M. J. Kelly scite author profile

Advances in genomics, molecular biology, and statistical genetics have created a paradigm shift in the way livestock producers pursue genetic improvement in their herds. The nexus of these technologies has resulted in combining genotypic and phenotypic information to compute genomically enhanced measures of genetic merit of individual animals. However, large numbers of genotyped and phenotyped animals are required to produce robust estimates of the effects of SNP that are summed together to generate direct genomic breeding values (DGV). Data on 11,756 Angus animals genotyped with the Illumina BovineSNP50 Beadchip were used to develop genomic predictions for 17 traits reported by the American Angus Association through Angus Genetics Inc. in their National Cattle Evaluation program. Marker effects were computed using a 5-fold cross-validation approach and a Bayesian model averaging algorithm. The accuracies were examined with EBV and deregressed EBV (DEBV) response variables and with K-means and identical by state (IBS)-based cross-validation methodologies. The cross-validation accuracies obtained using EBV response variables were consistently greater than those obtained using DEBV (average correlations were 0.64 vs. 0.57).
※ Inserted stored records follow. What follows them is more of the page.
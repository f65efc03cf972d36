//! Runtime configuration for the HFT core.
//!
//! Mirrors the teacher crate's `config::types` shapes (plain `serde`
//! structs with `Default` impls and a `validate()` pass) but drops the
//! compile-time Cargo-feature tier: this core's limits are genuinely
//! runtime values (per strategy, per deployment), not hot-path constants,
//! so there's nothing to gain from const-propagating them.

use anyhow::{bail, Result};
use rust_decimal::Decimal;
use serde::{Deserialize, Serialize};
use std::time::Duration;

/// Feeds configuration: venues, buffer sizes, reconnection behaviour.
#[derive(Debug, Clone, Serialize, Deserialize)]
pub struct FeedsConfig {
    pub venues: Vec<String>,
    pub tick_buffer_size: usize,
    pub book_buffer_size: usize,
    /// No event observed from a venue within this window flips `health()` false.
    pub liveness_window: Duration,
    pub reconnect_initial_delay: Duration,
    pub reconnect_max_delay: Duration,
    pub reconnect_multiplier: f64,
}

impl Default for FeedsConfig {
    fn default() -> Self {
        Self {
            venues: vec!["simulated".to_string()],
            tick_buffer_size: 64 * 1024,
            book_buffer_size: 4 * 1024,
            liveness_window: Duration::from_secs(5),
            reconnect_initial_delay: Duration::from_millis(100),
            reconnect_max_delay: Duration::from_secs(30),
            reconnect_multiplier: 2.0,
        }
    }
}

/// OMS configuration.
#[derive(Debug, Clone, Serialize, Deserialize)]
pub struct OmsConfig {
    pub max_orders_per_second: u64,
    pub order_timeout: Duration,
    pub fill_channel_capacity: usize,
    pub order_update_channel_capacity: usize,
    pub retry_attempts: u32,
}

impl Default for OmsConfig {
    fn default() -> Self {
        Self {
            max_orders_per_second: 50,
            order_timeout: Duration::from_secs(10),
            fill_channel_capacity: 4096,
            order_update_channel_capacity: 4096,
            retry_attempts: 3,
        }
    }
}

/// Engine configuration.
#[derive(Debug, Clone, Serialize, Deserialize)]
pub struct EngineConfig {
    pub max_strategies: usize,
    pub signal_buffer_size: usize,
    pub execution_timeout: Duration,
    pub performance_window: Duration,
}

impl Default for EngineConfig {
    fn default() -> Self {
        Self {
            max_strategies: 64,
            signal_buffer_size: 1024,
            execution_timeout: Duration::from_millis(50),
            performance_window: Duration::from_secs(60),
        }
    }
}

/// Risk configuration.
#[derive(Debug, Clone, Serialize, Deserialize)]
pub struct RiskConfig {
    pub max_daily_loss: Decimal,
    pub max_drawdown: Decimal,
    pub max_position_size: Decimal,
    pub max_exposure: Decimal,
    pub check_interval: Duration,
    pub violation_threshold: u32,
    /// Order price must be within this fraction of the last known tick
    /// price to pass the sanity check (e.g. 0.2 = 20%).
    pub sanity_price_band: Decimal,
}

impl Default for RiskConfig {
    fn default() -> Self {
        Self {
            max_daily_loss: Decimal::from(1_000),
            max_drawdown: Decimal::from(2_000),
            max_position_size: Decimal::from(10),
            max_exposure: Decimal::from(100_000),
            check_interval: Duration::from_secs(5),
            violation_threshold: 5,
            sanity_price_band: Decimal::new(20, 2),
        }
    }
}

/// Top-level configuration for the HFT core. HFT is off by default; the
/// embedding application must construct this explicitly.
#[derive(Debug, Clone, Default, Serialize, Deserialize)]
pub struct HftConfig {
    pub enabled: bool,
    pub feeds: FeedsConfig,
    pub oms: OmsConfig,
    pub engine: EngineConfig,
    pub risk: RiskConfig,
}

impl HftConfig {
    pub fn validate(&self) -> Result<()> {
        if self.feeds.venues.is_empty() {
            bail!("feeds.venues must not be empty");
        }
        if self.oms.max_orders_per_second == 0 {
            bail!("oms.max_orders_per_second must be positive");
        }
        if self.risk.max_position_size <= Decimal::ZERO {
            bail!("risk.max_position_size must be positive");
        }
        if self.risk.max_exposure <= Decimal::ZERO {
            bail!("risk.max_exposure must be positive");
        }
        if self.risk.violation_threshold == 0 {
            bail!("risk.violation_threshold must be positive");
        }
        Ok(())
    }
}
The accuracies obtained using K-means cross-validation were consistently smaller than accuracies obtained with the IBS-based cross-validation approach (average correlations were 0.58 vs. 0.64 with EBV used as a response variable). Comparing the results from the current study with the results from a similar study consisting of only 2,253 records indicated that larger training population size resulted in higher accuracies in validation animals and explained on average 18% (69% improvement) additional genetic variance across all traits.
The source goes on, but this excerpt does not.